The mission's primary goal was to test the new, maneuverable Gemini spacecraft. In space, the crew fired thrusters to change the shape of their orbit, shift their orbital plane slightly, and drop to a lower altitude. Other firsts were achieved on Gemini 3: two people flew aboard an American spacecraft (the Soviet Union launched a three-person crew on Voskhod 1 in 1964 and a two-person crew just a few days earlier on Voskhod 2, upstaging the two-person Gemini and three-person Apollo programs), and the first crewed reentry where the spacecraft was able to produce lift to change its touchdown point.
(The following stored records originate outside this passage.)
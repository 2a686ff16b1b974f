//! Newline-delimited JSON over a named pipe: one request and one
//! response per connection.

use std::fs::File;
use std::io::{BufRead, BufReader, Write};
use std::os::windows::io::FromRawHandle;

use veil_core::WindowResult;
use veil_core::ipc::{Command, PIPE_NAME, Response};
use windows::Win32::Foundation::{
    CloseHandle, DUPLICATE_SAME_ACCESS, DuplicateHandle, HANDLE, INVALID_HANDLE_VALUE,
};
use windows::Win32::Storage::FileSystem::{
    CreateFileW, FILE_SHARE_NONE, FlushFileBuffers, OPEN_EXISTING, PIPE_ACCESS_DUPLEX,
};
use windows::Win32::System::Pipes::{
    ConnectNamedPipe, CreateNamedPipeW, DisconnectNamedPipe, PIPE_READMODE_BYTE, PIPE_TYPE_BYTE,
    PIPE_UNLIMITED_INSTANCES, PIPE_WAIT, WaitNamedPipeW,
};
use windows::Win32::System::Threading::GetCurrentProcess;
use windows::core::HSTRING;

const GENERIC_READ_WRITE: u32 = 0x80000000 | 0x40000000;

/// Owns a pipe HANDLE and closes it on drop.
struct OwnedPipe(HANDLE);

impl Drop for OwnedPipe {
    fn drop(&mut self) {
        // SAFETY: the guard owns this handle exclusively.
        unsafe {
            let _ = CloseHandle(self.0);
        }
    }
}

/// One server-side pipe instance, serving a single client.
pub struct PipeServer {
    pipe: OwnedPipe,
}

impl PipeServer {
    /// Creates a pipe instance without waiting for a client.
    pub fn create() -> WindowResult<Self> {
        let pipe_name = HSTRING::from(PIPE_NAME);

        // SAFETY: CreateNamedPipeW creates a new named pipe instance.
        // The result is checked against INVALID_HANDLE_VALUE.
        let handle = unsafe {
            CreateNamedPipeW(
                &pipe_name,
                PIPE_ACCESS_DUPLEX,
                PIPE_TYPE_BYTE | PIPE_READMODE_BYTE | PIPE_WAIT,
                PIPE_UNLIMITED_INSTANCES,
                4096,
                512,
                0,
                None,
            )
        };

        if handle == INVALID_HANDLE_VALUE {
            return Err("failed to create named pipe".into());
        }

        Ok(Self {
            pipe: OwnedPipe(handle),
        })
    }

    /// Blocks until a client connects and returns its command.
    pub fn accept(&self) -> WindowResult<Command> {
        // SAFETY: ConnectNamedPipe blocks until a client connects.
        unsafe { ConnectNamedPipe(self.pipe.0, None)? };

        let line = read_line(self.pipe.0)?;
        Ok(serde_json::from_str(&line)?)
    }

    /// Writes `response`, waits for the client to drain it, and
    /// disconnects.
    pub fn reply(&self, response: &Response) -> WindowResult<()> {
        write_line(self.pipe.0, &serde_json::to_string(response)?)?;

        // SAFETY: FlushFileBuffers waits until the client has read
        // everything; disconnecting earlier would discard the response.
        unsafe {
            let _ = FlushFileBuffers(self.pipe.0);
            DisconnectNamedPipe(self.pipe.0)?;
        }
        Ok(())
    }
}

/// Sends `command` to the daemon and waits for its response.
pub fn send_command(command: &Command) -> WindowResult<Response> {
    let pipe_name = HSTRING::from(PIPE_NAME);

    // SAFETY: CreateFileW opens an existing named pipe as a client.
    let handle = unsafe {
        CreateFileW(
            &pipe_name,
            GENERIC_READ_WRITE,
            FILE_SHARE_NONE,
            None,
            OPEN_EXISTING,
            Default::default(),
            None,
        )?
    };
    let pipe = OwnedPipe(handle);

    write_line(pipe.0, &serde_json::to_string(command)?)?;
    let line = read_line(pipe.0)?;
    Ok(serde_json::from_str(&line)?)
}

/// Whether a daemon is listening on the pipe.
///
/// `WaitNamedPipeW` only probes for an instance, so no connection is
/// consumed.
pub fn is_daemon_running() -> bool {
    let pipe_name = HSTRING::from(PIPE_NAME);

    // SAFETY: WaitNamedPipeW with a 1 ms timeout returns almost at once.
    unsafe { WaitNamedPipeW(&pipe_name, 1).as_bool() }
}

fn read_line(handle: HANDLE) -> WindowResult<String> {
    let mut reader = BufReader::new(duplicate_as_file(handle)?);
    let mut line = String::new();
    reader.read_line(&mut line)?;
    Ok(line.trim().to_string())
}

fn write_line(handle: HANDLE, json: &str) -> WindowResult<()> {
    let mut writer = duplicate_as_file(handle)?;
    writeln!(writer, "{json}")?;
    writer.flush()?;
    Ok(())
}

/// Wraps a duplicate of `handle` in a `File`, so the `File` and the
/// original can be closed independently.
fn duplicate_as_file(handle: HANDLE) -> WindowResult<File> {
    let mut dup = HANDLE::default();

    // SAFETY: DuplicateHandle copies the handle within our process; the
    // copy is owned by the returned File.
    unsafe {
        DuplicateHandle(
            GetCurrentProcess(),
            handle,
            GetCurrentProcess(),
            &mut dup,
            0,
            false,
            DUPLICATE_SAME_ACCESS,
        )?;
        Ok(File::from_raw_handle(dup.0))
    }
}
First orbital maneuver by crewed spacecraft

On March 23, 1965 at 15:57:00 UTC, at the end of the first orbit, over Corpus Christi, Texas, a 1-minute 14 second burn of the Orbit Attitude and Maneuvering System (OAMS) engines gave a reverse delta-V of 15.5 meters (51 ft) per second, which changed the orbit from 161.2 by 224.2 kilometers (87.0 by 121.1 nautical miles) (with a period of 88.3 minutes), to an orbit of 158 by 169 kilometers (85 by 91 nmi) (period of 87.8 minutes). This was the first orbital maneuver made by any crewed spacecraft.

And as always have a chilled day from the Viking.